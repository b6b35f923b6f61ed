// Entity-tag preconditions (RFC 7232) for If-Match / If-None-Match.
//
// Header values are parsed leniently: malformed entries are dropped and a
// single `*` anywhere turns the whole set into a wildcard.

use std::collections::BTreeSet;
use tracing::{debug, trace};

#[derive(Debug, Clone, PartialEq, Eq, thiserror::Error)]
pub enum PreconditionError {
    #[error("The {0} precondition is not fulfilled")]
    Failed(String),

    #[error("A conditional request with If-Match or If-None-Match is required")]
    Required,
}

/// Parsed content of an `If-Match` or `If-None-Match` header.
#[derive(Debug, Clone, Default, PartialEq, Eq)]
pub struct EtagInformation {
    all: bool,
    etags: BTreeSet<String>,
}

impl EtagInformation {
    /// Wildcard (`*`) information.
    pub fn wildcard() -> Self {
        Self {
            all: true,
            etags: BTreeSet::new(),
        }
    }

    /// Parse every value of a (possibly repeated) header.
    pub fn parse<S: AsRef<str>>(values: &[S]) -> Self {
        let mut etags = BTreeSet::new();
        for value in values {
            let value = value.as_ref();
            match parse_list(value, &mut etags) {
                ListOutcome::Wildcard => {
                    trace!(header = value, "wildcard entity tag");
                    return Self::wildcard();
                }
                ListOutcome::Tags => {}
            }
        }
        Self { all: false, etags }
    }

    pub fn is_all(&self) -> bool {
        self.all
    }

    pub fn etags(&self) -> &BTreeSet<String> {
        &self.etags
    }

    /// The header was sent with a usable value.
    pub fn is_present(&self) -> bool {
        self.all || !self.etags.is_empty()
    }

    /// Weak comparison: the `W/` marker is ignored on both sides.
    pub fn is_matched_by(&self, etag: Option<&str>) -> bool {
        let Some(etag) = etag else {
            return false;
        };
        if self.all {
            return true;
        }
        let wanted = strip_weak(etag);
        self.etags.iter().any(|candidate| strip_weak(candidate) == wanted)
    }
}

enum ListOutcome {
    Wildcard,
    Tags,
}

fn strip_weak(tag: &str) -> &str {
    tag.strip_prefix("W/").unwrap_or(tag)
}

/// Scan a comma-separated entity-tag list. Opaque tags may themselves
/// contain commas, so the scan follows the quotes rather than splitting.
fn parse_list(value: &str, out: &mut BTreeSet<String>) -> ListOutcome {
    let bytes = value.as_bytes();
    let mut pos = 0;

    while pos < bytes.len() {
        while pos < bytes.len() && (bytes[pos] == b',' || bytes[pos].is_ascii_whitespace()) {
            pos += 1;
        }
        if pos >= bytes.len() {
            break;
        }

        let start = pos;
        let quote_start = if value[pos..].starts_with("W/\"") {
            pos + 2
        } else if bytes[pos] == b'"' {
            pos
        } else {
            // Not a tag: either `*` or garbage up to the next comma.
            let end = value[pos..].find(',').map_or(bytes.len(), |i| pos + i);
            if value[start..end].trim() == "*" {
                return ListOutcome::Wildcard;
            }
            debug!(entry = &value[start..end], "dropping malformed entity tag");
            pos = end;
            continue;
        };

        match value[quote_start + 1..].find('"') {
            Some(offset) => {
                let end = quote_start + 1 + offset + 1;
                let opaque = &value[quote_start + 1..end - 1];
                if opaque.bytes().all(is_etagc) {
                    out.insert(value[start..end].to_string());
                } else {
                    debug!(entry = &value[start..end], "dropping entity tag with invalid characters");
                }
                pos = end;
                if let Some(i) = value[pos..].find(',') {
                    let trailing = value[pos..pos + i].trim();
                    if !trailing.is_empty() {
                        debug!(trailing, "ignoring trailing characters after entity tag");
                    }
                    pos += i;
                } else {
                    pos = bytes.len();
                }
            }
            None => {
                debug!(entry = &value[start..], "dropping unterminated entity tag");
                break;
            }
        }
    }

    ListOutcome::Tags
}

/// `etagc = %x21 / %x23-7E / obs-text`
fn is_etagc(b: u8) -> bool {
    b == 0x21 || (0x23..=0x7E).contains(&b) || b >= 0x80
}

/// Validate a read (GET/HEAD) against the current ETag.
///
/// Returns `true` when `If-None-Match` matches, i.e. the caller may answer
/// with 304 Not Modified. Resources without an ETag are never checked.
pub fn check_read_preconditions(
    etag: Option<&str>,
    if_match: &EtagInformation,
    if_none_match: &EtagInformation,
) -> Result<bool, PreconditionError> {
    if etag.is_none() {
        return Ok(false);
    }
    if if_match.is_present() && !if_match.is_matched_by(etag) {
        return Err(PreconditionError::Failed("If-Match".to_string()));
    }
    Ok(if_none_match.is_matched_by(etag))
}

/// Validate a modifying request against the current ETag.
pub fn check_change_preconditions(
    etag: Option<&str>,
    if_match: &EtagInformation,
    if_none_match: &EtagInformation,
) -> Result<(), PreconditionError> {
    if etag.is_none() {
        return Ok(());
    }
    if if_match.is_present() && !if_match.is_matched_by(etag) {
        return Err(PreconditionError::Failed("If-Match".to_string()));
    }
    if if_none_match.is_matched_by(etag) {
        return Err(PreconditionError::Failed("If-None-Match".to_string()));
    }
    Ok(())
}

/// Services that require optimistic concurrency reject unconditional
/// changes to versioned resources.
pub fn check_precondition_required(
    etag: Option<&str>,
    if_match: &EtagInformation,
    if_none_match: &EtagInformation,
) -> Result<(), PreconditionError> {
    if etag.is_some() && !if_match.is_present() && !if_none_match.is_present() {
        return Err(PreconditionError::Required);
    }
    Ok(())
}
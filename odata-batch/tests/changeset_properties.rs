// Changeset ordering properties: dependencies always precede dependents,
// and unsortable graphs are rejected.

use http::Method;
use odata_batch::{ChangesetSorter, MessageKey, ODataRequest};
use proptest::prelude::*;

fn request(path: &str, id: &str) -> ODataRequest {
    ODataRequest::new(Method::POST, path).with_content_id(id)
}

fn position(sorted: &[ODataRequest], id: &str) -> usize {
    sorted
        .iter()
        .position(|r| r.content_id() == Some(id))
        .unwrap_or(usize::MAX)
}

/// Random forest: every node optionally points at an earlier node.
fn forest() -> impl Strategy<Value = Vec<(usize, Option<usize>)>> {
    (1usize..16)
        .prop_flat_map(|n| {
            (0..n)
                .map(|i| {
                    if i == 0 {
                        Just(None).boxed()
                    } else {
                        proptest::option::of(0..i).boxed()
                    }
                })
                .collect::<Vec<_>>()
        })
        .prop_map(|parents| parents.into_iter().enumerate().collect::<Vec<_>>())
        .prop_shuffle()
}

fn to_requests(nodes: &[(usize, Option<usize>)]) -> Vec<ODataRequest> {
    nodes
        .iter()
        .map(|(id, parent)| match parent {
            Some(p) => request(&format!("/${}/Items", p), &id.to_string()),
            None => request("/Things", &id.to_string()),
        })
        .collect()
}

#[cfg(test)]
mod scenario_tests {
    use super::*;

    #[test]
    fn test_customer_order_item_chain() {
        let requests = vec![
            request("/Orders/$2/Items", "3"),
            request("/Customers/$1", "2"),
            request("/Customers", "1"),
        ];
        let sorted = ChangesetSorter.sort(requests).unwrap();
        let ids: Vec<_> = sorted.iter().filter_map(ODataRequest::content_id).collect();
        assert_eq!(ids, vec!["1", "2", "3"]);
    }

    #[test]
    fn test_diamond_siblings_follow_their_ancestor() {
        let requests = vec![
            request("/$root1/Left", "left"),
            request("/$root1/Right", "right"),
            request("/Things", "root1"),
        ];
        let sorted = ChangesetSorter.sort(requests).unwrap();
        let ids: Vec<_> = sorted.iter().filter_map(ODataRequest::content_id).collect();
        assert_eq!(ids, vec!["root1", "left", "right"]);
    }

    #[test]
    fn test_reserved_segments_are_roots() {
        let requests = vec![request("/$metadata", "1"), request("/$1/Items", "2")];
        let sorted = ChangesetSorter.sort(requests).unwrap();
        assert_eq!(sorted[0].content_id(), Some("1"));
    }
}

proptest! {
    #[test]
    fn prop_dependencies_precede_dependents(nodes in forest()) {
        let sorted = ChangesetSorter.sort(to_requests(&nodes)).unwrap();
        prop_assert_eq!(sorted.len(), nodes.len());
        for (id, parent) in &nodes {
            if let Some(parent) = parent {
                prop_assert!(
                    position(&sorted, &parent.to_string()) < position(&sorted, &id.to_string()),
                    "{} sorted before its dependency {}", id, parent
                );
            }
        }
    }

    #[test]
    fn prop_cycles_are_rejected(len in 1usize..10) {
        let requests: Vec<_> = (0..len)
            .map(|i| request(&format!("/${}", (i + 1) % len), &i.to_string()))
            .collect();
        let err = ChangesetSorter.sort(requests).unwrap_err();
        prop_assert_eq!(err.key, MessageKey::InvalidContentId);
    }

    #[test]
    fn prop_dangling_reference_rejected(nodes in forest(), target in "x[a-z]{3,8}") {
        let mut requests = to_requests(&nodes);
        requests.push(request(&format!("/${}/Items", target), "dangling"));
        let err = ChangesetSorter.sort(requests).unwrap_err();
        prop_assert_eq!(err.key, MessageKey::InvalidContentId);
    }
}
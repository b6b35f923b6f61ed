// Client side of OData `$batch`: build parts and changesets, post them with
// reqwest and decode the multipart response.
pub mod batch;
pub mod client;
pub mod error;

pub use batch::{BatchBuilder, ChangesetBuilder, ContentIdRef};
pub use client::{ClientConfig, ODataClient};
pub use error::{ClientError, ClientResult};

pub use odata_batch::{BatchRequestPart, ODataRequest, ODataResponse, ODataResponsePart};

**TASK TO CARRY OUT:** Apply a filter to the listing above so that only lines with "derive" are kept, and copy those lines.

**EXPECTED ANSWER:**
#[derive(Debug, Clone, PartialEq, Eq, thiserror::Error)]
#[derive(Debug, Clone, Default, PartialEq, Eq)]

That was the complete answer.